### GIVEN RECORDS ###

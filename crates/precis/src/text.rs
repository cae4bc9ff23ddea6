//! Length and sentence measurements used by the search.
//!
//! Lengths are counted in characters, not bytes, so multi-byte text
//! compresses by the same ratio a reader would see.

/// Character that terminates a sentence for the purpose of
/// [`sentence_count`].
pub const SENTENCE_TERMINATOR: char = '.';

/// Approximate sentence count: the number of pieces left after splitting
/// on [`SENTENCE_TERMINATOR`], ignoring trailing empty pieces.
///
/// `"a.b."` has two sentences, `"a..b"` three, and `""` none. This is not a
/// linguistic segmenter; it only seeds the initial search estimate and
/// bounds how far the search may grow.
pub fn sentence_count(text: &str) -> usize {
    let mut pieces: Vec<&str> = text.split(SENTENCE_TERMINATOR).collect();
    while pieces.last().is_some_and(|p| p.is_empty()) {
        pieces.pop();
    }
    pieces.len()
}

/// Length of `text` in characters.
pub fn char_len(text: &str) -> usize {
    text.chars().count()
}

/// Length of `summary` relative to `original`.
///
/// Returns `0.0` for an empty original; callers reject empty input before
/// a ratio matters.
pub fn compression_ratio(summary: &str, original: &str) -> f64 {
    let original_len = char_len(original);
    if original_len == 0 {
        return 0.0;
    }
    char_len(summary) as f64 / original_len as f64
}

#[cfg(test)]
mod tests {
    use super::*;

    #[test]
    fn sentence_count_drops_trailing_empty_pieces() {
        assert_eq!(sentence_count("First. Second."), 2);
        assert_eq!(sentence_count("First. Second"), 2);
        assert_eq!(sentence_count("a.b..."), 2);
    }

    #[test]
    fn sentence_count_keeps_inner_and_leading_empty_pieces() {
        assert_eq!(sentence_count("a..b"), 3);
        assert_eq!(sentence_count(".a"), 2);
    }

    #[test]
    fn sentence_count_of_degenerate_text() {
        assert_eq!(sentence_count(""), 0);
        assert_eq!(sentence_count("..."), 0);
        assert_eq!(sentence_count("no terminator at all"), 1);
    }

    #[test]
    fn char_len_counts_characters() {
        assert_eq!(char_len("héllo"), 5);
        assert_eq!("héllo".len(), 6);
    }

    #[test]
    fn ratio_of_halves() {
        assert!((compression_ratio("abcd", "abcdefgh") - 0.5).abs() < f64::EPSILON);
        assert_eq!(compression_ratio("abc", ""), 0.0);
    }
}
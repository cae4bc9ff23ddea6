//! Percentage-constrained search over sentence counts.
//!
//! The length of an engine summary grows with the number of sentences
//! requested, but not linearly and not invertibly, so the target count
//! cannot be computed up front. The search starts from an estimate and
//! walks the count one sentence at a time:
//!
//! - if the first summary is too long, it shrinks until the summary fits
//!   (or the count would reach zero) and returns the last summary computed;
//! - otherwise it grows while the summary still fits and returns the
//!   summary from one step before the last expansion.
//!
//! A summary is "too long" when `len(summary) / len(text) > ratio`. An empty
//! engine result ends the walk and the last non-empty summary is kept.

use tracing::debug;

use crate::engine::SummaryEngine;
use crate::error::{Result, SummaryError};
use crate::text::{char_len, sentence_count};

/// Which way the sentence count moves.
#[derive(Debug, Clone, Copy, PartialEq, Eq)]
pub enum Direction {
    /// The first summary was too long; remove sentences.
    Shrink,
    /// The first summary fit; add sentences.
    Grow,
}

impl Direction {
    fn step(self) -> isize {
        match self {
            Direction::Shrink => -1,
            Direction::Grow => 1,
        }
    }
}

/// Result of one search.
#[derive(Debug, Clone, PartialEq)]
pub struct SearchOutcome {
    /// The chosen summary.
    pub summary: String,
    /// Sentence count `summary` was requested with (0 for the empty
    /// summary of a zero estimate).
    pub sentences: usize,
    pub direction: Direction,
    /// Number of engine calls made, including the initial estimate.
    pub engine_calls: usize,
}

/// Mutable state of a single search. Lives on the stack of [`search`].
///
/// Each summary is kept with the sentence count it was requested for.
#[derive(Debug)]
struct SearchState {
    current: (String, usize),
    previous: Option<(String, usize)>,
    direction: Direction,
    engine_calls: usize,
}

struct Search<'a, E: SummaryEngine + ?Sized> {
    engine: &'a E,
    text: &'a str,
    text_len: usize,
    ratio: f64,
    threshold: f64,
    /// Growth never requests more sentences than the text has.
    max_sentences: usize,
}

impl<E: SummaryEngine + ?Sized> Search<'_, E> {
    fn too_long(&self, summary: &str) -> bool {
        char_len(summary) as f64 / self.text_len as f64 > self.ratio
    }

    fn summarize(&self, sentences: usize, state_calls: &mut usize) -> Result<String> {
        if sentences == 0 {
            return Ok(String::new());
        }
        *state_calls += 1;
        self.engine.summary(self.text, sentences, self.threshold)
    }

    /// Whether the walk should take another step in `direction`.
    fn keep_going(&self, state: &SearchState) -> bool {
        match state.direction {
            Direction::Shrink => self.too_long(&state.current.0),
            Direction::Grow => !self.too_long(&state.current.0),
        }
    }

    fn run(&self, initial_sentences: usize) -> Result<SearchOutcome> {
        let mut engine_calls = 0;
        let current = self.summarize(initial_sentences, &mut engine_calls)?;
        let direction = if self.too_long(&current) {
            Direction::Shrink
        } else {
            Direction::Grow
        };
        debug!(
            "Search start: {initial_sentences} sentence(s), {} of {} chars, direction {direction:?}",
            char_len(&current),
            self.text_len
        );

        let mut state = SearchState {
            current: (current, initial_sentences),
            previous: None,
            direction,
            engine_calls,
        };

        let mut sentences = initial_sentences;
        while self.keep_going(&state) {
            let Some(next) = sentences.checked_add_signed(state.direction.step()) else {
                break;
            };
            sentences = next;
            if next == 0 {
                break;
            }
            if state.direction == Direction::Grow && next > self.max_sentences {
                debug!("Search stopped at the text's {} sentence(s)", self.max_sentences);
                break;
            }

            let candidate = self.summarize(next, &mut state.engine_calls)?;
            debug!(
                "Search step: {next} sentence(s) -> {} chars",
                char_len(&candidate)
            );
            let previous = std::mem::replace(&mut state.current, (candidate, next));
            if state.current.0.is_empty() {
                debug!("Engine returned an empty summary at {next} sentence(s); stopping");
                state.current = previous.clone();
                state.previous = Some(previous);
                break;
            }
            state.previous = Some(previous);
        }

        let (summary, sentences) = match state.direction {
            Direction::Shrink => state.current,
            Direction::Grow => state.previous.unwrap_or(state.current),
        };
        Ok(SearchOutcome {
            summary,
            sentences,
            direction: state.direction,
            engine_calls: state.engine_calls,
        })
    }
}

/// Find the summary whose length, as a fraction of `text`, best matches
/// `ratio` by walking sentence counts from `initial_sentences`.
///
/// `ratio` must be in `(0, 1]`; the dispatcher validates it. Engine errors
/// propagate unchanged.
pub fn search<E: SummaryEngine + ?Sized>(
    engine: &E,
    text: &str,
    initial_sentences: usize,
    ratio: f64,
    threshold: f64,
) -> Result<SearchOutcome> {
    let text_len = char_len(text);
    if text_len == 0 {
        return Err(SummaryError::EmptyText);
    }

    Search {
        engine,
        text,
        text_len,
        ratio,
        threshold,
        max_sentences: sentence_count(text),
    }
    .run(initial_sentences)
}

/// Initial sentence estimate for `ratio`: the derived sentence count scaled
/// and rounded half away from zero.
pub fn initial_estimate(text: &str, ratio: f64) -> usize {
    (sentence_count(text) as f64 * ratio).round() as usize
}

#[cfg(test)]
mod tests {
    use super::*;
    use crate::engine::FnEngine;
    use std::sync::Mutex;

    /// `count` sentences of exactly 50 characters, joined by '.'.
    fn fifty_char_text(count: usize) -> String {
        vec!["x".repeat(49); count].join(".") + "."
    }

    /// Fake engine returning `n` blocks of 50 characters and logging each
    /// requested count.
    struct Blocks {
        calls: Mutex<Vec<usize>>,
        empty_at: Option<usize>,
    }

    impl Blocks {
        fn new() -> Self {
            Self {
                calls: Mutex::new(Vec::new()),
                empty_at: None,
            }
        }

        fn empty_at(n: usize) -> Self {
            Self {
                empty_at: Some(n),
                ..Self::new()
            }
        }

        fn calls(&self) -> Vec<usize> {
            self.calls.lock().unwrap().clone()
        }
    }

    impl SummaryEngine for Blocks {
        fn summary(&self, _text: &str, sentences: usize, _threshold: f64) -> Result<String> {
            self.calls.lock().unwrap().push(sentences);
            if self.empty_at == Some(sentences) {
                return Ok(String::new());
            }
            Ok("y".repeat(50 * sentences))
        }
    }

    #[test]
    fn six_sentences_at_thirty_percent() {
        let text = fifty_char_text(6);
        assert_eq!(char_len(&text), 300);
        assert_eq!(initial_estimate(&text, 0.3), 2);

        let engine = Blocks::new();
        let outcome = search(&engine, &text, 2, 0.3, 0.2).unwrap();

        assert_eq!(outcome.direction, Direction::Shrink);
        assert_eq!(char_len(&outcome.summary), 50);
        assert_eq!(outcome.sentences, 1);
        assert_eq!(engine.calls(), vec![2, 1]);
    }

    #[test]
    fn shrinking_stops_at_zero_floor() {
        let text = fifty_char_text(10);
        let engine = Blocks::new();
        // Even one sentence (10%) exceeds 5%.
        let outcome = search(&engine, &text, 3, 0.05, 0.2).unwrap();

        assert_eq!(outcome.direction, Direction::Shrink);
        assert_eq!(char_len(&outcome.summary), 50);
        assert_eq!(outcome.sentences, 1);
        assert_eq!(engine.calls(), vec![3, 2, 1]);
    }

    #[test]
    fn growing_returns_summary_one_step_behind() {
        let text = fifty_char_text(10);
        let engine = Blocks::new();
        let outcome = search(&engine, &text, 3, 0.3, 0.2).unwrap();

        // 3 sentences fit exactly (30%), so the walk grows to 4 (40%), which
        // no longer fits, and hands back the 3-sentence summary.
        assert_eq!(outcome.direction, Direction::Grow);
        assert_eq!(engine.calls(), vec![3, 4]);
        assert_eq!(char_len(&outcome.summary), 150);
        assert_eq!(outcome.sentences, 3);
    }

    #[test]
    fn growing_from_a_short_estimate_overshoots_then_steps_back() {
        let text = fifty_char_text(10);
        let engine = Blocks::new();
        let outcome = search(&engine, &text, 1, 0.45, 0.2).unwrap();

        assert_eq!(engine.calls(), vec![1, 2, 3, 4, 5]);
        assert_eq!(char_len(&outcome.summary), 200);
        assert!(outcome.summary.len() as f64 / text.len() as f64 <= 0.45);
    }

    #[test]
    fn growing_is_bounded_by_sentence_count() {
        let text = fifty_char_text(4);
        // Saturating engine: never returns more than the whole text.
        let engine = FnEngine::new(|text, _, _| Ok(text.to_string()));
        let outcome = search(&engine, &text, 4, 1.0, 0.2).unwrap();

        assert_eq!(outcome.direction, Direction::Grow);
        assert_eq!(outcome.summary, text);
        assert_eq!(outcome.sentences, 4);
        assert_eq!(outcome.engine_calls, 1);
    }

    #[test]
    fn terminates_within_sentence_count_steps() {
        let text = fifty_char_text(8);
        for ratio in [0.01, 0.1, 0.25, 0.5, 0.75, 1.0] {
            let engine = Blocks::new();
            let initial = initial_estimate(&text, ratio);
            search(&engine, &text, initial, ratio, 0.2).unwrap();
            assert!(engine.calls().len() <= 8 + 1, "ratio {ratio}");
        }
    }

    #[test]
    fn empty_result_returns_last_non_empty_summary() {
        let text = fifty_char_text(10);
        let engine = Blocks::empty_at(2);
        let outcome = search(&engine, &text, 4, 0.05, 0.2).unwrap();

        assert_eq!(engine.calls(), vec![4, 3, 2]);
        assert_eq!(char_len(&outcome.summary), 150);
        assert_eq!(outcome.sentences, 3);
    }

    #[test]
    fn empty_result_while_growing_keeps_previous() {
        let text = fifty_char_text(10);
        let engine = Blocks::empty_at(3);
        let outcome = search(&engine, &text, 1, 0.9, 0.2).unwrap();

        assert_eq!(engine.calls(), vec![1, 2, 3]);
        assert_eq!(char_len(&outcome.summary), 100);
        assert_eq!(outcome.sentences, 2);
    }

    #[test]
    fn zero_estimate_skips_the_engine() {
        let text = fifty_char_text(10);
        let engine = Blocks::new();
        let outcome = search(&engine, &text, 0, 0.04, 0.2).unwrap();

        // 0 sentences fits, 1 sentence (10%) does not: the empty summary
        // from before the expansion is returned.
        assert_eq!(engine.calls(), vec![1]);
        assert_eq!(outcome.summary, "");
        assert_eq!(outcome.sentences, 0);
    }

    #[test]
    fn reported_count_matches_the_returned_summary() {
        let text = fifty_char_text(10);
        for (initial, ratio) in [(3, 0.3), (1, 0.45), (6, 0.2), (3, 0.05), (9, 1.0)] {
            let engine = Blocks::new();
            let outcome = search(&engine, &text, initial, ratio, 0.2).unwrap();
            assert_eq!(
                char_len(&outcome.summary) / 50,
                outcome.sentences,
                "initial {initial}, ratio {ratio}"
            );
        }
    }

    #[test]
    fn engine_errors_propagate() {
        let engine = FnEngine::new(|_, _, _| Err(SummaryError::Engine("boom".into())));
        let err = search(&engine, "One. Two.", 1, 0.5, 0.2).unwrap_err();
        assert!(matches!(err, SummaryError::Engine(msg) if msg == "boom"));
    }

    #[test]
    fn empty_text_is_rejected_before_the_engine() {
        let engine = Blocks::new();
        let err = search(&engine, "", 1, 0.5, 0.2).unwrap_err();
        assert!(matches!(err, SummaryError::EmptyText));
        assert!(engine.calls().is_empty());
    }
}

###
### GIVEN RECORDS ###

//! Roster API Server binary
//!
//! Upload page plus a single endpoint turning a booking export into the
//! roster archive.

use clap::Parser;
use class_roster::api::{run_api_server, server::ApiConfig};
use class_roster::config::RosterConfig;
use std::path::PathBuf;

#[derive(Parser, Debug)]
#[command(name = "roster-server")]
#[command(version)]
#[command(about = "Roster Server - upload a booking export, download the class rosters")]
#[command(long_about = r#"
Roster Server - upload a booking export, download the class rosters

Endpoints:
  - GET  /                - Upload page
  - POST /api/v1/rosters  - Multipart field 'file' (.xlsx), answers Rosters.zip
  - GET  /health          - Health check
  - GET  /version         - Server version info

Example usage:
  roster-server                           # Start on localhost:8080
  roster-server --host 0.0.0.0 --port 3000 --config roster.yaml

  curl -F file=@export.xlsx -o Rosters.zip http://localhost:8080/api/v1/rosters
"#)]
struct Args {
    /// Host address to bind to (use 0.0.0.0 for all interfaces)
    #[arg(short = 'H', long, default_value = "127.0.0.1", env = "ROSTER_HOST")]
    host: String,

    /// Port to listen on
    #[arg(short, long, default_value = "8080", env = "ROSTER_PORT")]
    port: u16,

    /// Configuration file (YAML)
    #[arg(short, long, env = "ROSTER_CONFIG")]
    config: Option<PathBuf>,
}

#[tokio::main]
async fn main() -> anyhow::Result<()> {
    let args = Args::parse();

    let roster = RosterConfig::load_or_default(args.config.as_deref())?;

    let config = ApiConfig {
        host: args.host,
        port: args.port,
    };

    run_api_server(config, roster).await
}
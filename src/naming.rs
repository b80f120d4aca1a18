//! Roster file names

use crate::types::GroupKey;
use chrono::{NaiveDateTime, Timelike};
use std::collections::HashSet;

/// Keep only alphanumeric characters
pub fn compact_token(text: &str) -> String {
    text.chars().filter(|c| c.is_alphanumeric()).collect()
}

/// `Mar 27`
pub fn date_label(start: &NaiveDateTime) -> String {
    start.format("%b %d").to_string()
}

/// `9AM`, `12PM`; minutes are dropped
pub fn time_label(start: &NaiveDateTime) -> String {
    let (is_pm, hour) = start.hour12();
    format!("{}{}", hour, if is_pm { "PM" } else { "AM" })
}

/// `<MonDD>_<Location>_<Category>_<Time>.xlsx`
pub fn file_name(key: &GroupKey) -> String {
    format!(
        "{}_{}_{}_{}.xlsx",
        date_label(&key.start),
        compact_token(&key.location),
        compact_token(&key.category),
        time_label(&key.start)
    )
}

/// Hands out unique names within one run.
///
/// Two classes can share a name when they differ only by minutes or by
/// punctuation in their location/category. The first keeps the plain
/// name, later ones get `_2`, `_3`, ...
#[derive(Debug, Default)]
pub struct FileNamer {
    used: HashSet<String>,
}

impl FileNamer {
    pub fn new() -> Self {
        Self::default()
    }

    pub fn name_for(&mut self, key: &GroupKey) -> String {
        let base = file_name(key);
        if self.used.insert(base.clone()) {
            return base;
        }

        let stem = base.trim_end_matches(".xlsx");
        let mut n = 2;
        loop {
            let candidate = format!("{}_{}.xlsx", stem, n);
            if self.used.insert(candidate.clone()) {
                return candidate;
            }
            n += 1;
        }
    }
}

###

Each line of the entries above that includes "ApiConfig" counts once; state how many such lines there are, with the number as the only answer.

2